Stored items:
● ● ● ● ●

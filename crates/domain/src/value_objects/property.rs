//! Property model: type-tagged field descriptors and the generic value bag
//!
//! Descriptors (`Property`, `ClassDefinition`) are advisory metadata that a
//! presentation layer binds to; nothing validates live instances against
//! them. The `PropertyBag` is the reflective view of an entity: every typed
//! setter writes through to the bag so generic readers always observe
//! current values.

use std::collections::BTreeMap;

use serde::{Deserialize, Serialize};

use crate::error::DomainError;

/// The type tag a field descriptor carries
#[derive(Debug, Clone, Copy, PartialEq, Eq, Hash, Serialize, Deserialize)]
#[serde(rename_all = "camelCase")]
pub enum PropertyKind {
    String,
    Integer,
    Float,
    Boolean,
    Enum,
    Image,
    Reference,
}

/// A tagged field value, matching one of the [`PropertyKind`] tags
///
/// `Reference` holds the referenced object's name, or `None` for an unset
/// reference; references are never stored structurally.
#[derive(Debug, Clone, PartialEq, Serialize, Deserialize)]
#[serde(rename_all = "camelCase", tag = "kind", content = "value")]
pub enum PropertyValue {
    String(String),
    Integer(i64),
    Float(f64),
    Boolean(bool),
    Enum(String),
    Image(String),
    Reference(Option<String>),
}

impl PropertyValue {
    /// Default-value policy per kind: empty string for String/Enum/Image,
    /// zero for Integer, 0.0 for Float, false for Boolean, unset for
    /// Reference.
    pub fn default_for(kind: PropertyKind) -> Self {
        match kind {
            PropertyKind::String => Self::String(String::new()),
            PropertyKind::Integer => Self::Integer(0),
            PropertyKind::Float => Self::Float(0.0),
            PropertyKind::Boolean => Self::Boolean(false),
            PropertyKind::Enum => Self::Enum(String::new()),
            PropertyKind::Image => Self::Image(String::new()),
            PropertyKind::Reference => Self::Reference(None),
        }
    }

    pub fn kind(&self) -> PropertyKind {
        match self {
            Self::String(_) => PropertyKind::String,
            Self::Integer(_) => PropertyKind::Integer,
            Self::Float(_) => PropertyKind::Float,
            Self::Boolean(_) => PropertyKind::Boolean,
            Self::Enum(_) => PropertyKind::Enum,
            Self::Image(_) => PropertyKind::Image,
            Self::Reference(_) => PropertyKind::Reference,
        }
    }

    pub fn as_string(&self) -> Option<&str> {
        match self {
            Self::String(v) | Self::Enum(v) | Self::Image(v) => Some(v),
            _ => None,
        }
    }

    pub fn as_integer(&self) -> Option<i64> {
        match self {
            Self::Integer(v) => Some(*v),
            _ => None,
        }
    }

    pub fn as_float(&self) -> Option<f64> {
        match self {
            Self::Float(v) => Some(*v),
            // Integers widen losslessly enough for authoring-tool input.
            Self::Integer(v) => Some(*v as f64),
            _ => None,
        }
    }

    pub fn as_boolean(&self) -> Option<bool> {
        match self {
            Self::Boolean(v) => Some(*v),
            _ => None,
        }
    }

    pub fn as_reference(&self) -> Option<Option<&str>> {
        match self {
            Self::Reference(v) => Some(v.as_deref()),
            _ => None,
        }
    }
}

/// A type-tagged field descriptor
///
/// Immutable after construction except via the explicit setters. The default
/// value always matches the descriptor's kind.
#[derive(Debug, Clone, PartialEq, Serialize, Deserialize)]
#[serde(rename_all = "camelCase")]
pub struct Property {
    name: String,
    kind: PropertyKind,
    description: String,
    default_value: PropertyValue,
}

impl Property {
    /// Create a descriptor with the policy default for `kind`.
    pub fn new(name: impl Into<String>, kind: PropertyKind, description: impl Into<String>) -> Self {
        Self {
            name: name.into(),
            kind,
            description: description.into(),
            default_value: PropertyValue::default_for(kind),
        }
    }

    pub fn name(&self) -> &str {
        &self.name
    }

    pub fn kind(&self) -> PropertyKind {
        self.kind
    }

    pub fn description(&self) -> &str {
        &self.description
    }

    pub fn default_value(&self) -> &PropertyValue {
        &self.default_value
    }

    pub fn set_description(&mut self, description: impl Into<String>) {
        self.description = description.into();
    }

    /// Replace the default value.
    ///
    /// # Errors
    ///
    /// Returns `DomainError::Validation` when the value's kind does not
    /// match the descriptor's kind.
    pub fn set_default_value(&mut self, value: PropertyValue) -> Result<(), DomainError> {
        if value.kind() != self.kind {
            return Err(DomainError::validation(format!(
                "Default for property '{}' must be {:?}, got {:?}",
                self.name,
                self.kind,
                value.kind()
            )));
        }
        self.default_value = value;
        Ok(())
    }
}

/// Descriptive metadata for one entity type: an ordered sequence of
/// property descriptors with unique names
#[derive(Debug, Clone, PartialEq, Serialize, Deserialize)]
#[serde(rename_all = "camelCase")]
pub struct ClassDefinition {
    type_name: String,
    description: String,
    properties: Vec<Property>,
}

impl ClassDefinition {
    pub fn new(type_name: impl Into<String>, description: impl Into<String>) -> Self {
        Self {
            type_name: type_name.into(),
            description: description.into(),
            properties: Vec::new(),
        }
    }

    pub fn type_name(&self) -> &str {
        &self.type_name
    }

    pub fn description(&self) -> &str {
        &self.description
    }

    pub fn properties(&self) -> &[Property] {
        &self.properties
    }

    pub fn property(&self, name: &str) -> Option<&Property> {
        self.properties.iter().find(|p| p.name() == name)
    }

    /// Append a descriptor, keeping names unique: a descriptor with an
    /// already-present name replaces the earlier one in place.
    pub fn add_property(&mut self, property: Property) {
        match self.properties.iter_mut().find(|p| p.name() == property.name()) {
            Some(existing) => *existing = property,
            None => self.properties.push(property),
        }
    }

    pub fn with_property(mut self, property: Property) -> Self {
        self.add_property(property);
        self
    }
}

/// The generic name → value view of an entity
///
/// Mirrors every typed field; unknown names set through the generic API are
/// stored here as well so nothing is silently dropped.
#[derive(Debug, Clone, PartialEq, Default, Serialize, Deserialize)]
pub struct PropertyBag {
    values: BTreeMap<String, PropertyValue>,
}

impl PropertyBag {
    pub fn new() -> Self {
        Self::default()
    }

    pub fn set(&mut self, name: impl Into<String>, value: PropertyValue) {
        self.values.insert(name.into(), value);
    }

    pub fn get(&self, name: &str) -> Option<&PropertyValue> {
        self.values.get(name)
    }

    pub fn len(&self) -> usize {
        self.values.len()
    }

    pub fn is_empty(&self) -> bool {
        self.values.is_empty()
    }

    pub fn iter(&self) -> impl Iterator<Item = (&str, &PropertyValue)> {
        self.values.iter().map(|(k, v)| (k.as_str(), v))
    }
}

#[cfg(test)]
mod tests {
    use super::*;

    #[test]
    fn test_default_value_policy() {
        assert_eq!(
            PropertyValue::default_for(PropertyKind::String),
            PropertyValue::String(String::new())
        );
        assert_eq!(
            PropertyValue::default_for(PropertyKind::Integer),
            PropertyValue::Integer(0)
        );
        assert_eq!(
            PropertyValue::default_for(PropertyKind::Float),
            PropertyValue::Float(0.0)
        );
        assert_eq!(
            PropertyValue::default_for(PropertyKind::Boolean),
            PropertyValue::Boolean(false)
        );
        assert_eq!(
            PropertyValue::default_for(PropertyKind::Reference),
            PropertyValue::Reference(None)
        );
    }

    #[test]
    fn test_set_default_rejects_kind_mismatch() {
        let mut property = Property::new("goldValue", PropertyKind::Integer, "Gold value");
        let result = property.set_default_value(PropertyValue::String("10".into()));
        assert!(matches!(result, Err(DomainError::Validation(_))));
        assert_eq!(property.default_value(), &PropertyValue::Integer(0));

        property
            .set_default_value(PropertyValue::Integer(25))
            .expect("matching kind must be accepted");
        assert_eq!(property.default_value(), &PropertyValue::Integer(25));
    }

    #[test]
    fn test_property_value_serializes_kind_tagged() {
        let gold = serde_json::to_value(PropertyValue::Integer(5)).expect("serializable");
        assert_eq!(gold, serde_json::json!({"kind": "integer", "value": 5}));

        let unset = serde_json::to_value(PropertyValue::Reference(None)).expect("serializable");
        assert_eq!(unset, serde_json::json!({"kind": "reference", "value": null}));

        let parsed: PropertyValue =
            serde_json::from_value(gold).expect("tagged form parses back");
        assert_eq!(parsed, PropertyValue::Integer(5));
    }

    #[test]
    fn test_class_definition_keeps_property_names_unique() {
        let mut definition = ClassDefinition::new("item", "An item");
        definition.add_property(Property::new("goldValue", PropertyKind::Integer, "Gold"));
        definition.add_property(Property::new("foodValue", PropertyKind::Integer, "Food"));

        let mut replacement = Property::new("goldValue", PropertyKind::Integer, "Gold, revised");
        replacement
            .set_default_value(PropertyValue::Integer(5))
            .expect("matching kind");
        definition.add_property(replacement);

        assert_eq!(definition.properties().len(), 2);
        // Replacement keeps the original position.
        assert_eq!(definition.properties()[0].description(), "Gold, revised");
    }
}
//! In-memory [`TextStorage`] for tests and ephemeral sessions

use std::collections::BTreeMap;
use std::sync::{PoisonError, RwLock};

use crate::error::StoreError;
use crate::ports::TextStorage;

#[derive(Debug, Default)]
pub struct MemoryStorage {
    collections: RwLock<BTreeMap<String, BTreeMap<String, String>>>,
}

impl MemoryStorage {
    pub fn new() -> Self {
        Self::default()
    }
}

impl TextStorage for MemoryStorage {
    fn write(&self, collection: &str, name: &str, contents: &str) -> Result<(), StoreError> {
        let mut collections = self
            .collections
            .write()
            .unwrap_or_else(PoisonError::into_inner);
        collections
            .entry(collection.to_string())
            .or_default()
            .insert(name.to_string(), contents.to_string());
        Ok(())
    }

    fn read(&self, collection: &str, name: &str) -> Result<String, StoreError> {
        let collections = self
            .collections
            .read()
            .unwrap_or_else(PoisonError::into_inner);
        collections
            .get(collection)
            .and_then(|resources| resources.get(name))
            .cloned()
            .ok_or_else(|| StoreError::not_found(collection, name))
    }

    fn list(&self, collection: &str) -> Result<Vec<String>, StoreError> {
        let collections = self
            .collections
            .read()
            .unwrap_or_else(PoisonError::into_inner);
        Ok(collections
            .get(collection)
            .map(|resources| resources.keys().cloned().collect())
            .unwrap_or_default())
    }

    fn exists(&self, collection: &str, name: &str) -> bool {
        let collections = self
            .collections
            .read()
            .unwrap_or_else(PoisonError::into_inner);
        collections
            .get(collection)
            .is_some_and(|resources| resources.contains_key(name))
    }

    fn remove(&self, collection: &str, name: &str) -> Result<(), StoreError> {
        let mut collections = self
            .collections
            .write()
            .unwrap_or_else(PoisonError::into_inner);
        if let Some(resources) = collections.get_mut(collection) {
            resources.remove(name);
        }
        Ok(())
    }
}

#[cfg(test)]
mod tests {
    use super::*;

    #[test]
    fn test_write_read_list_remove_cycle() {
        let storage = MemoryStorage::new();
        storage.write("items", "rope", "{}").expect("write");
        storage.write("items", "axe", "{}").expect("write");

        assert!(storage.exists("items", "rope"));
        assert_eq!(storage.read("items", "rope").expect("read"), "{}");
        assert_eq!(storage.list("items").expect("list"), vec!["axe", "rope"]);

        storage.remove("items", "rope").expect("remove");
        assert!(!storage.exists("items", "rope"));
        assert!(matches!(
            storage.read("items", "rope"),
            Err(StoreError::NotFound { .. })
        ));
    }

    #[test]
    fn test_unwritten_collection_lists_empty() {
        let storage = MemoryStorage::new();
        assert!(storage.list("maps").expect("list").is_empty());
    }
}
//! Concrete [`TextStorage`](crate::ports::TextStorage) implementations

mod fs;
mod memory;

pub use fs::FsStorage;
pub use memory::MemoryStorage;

● ● ● ● ●

-- Goal of the exercise --
Which lines above contain the word "contents"? Show each of them.

-- Output --
    fn write(&self, collection: &str, name: &str, contents: &str) -> Result<(), StoreError> {
            .insert(name.to_string(), contents.to_string());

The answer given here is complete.